4. Make Small Changes
Positive action certainly beats self-defeating action, but remember that habits are most effectively changed in small steps.3,4,14 Think in terms of making incremental change. Replace one thought or behavior every day and give yourself time to make that change a habit.
5. Befriend Yourself
The inner critic is a primary factor underlying self-sabotage; therefore, replacing automatic, self-critical thoughts with more nurturing ones is a crucial step in stopping self-sabotage.3,7,15 Develop a gentle, accepting attitude toward yourself by acknowledging your emotions and accepting past mistakes as part of the human experience.
6. Know & Embrace Your Strengths
Everyone has character strengths that can help them thrive once identified, acknowledged, and embraced. Reflect on your strengths, identifying not just things you do well but attitudes you hold dear and positive emotions you experience. When do you feel your best? Knowing your strengths and finding ways to use these strengths—at least one every day can help you develop self-love.16
7. Practice Mindfulness
Mindfulness is a way of life that involves being fully present and grounded in each moment. It helps you separate the past from the present as well as thoughts from reality.7 This, in turn, helps you choose how to respond to a problematic situation or person.
8. Work With a Mental Health Therapist
A therapist can gently guide you toward a deeper self-understanding. They also provide tips and strategies for facing down self-sabotaging thoughts and finding ways to booster your emotional self care. Find a therapist you feel comfortable with, and begin the process of transforming your life.
Types of therapy for self-sabotage are:
- Behavior and motivational therapy1
- Cognitive behavioral therapy (CBT)
- Mindfulness-based therapies
- Strengths-based therapies
- Acceptance and commitment therapy (ACT)
- Dialectical behavior therapy (DBT)
Why Do People Self-Sabotage?
Self-sabotaging behaviors are usually driven by fear, which can give rise to toxic perfectionism or habitual procrastination.8 This drives anxiety and leads people to think in terms of what-ifs and worst-case scenarios.6 Distorted beliefs about ourselves, others, and/or the world can drive people to avoid emotional pain like rejection and failure.1
A harsh inner critic can also cause people to engage in unproductive actions or avoid taking positive action.2 Distorted beliefs develop in part from our inherent negativity bias.17 Our brain vigilantly looks for potential problems in order to keep us safe from any type of harm. Therefore, often without fully realizing it, we watch for trouble, hold on to old problems, and imagine new difficulties as a way of staving off physical or emotional damage.

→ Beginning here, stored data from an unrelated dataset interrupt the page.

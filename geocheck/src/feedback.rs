//! Cooperative progress reporting and cancellation.

use std::sync::atomic::{AtomicBool, AtomicU64, Ordering};

/// Cancellation and progress signal shared between an orchestrator and a running check.
///
/// Cancellation is cooperative: iteration and detection passes poll [`Feedback::is_canceled`]
/// between features and stop early, returning whatever results were gathered so far. Nothing is
/// ever interrupted preemptively.
#[derive(Debug, Default)]
pub struct Feedback {
    canceled: AtomicBool,
    progress: AtomicU64,
}

impl Feedback {
    /// Creates a new, non-canceled feedback handle.
    pub fn new() -> Self {
        Self::default()
    }

    /// Requests cancellation of the operation this handle was given to.
    pub fn cancel(&self) {
        self.canceled.store(true, Ordering::Relaxed);
    }

    /// Whether cancellation was requested.
    pub fn is_canceled(&self) -> bool {
        self.canceled.load(Ordering::Relaxed)
    }

    /// Updates the number of processed items.
    pub fn set_progress(&self, progress: u64) {
        self.progress.store(progress, Ordering::Relaxed);
    }

    /// Number of processed items reported so far.
    pub fn progress(&self) -> u64 {
        self.progress.load(Ordering::Relaxed)
    }
}

#[cfg(test)]
mod tests {
    use super::*;

    #[test]
    fn cancel_is_sticky() {
        let feedback = Feedback::new();
        assert!(!feedback.is_canceled());
        feedback.cancel();
        assert!(feedback.is_canceled());
        assert!(feedback.is_canceled());
    }
}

This sense of danger in the world sometimes stems from childhood (or more recent) trauma, unstable family relationships, or unhealthy attachment patterns. Such negative experiences can cause fear of abandonment and rejection as well as a diminished sense of safety and security that contributes to self-sabotaging behaviors.7
When to Seek Professional Help for Self-Sabotage
If you find yourself caught in a cycle of self-sabotaging beliefs and behaviors, working with a mental health professional can help. With the guidance of a therapist, you can uncover the core beliefs that are leading to self-sabotage and learn tools and strategies to work past them. Consider using an online directory to find the right therapist for you.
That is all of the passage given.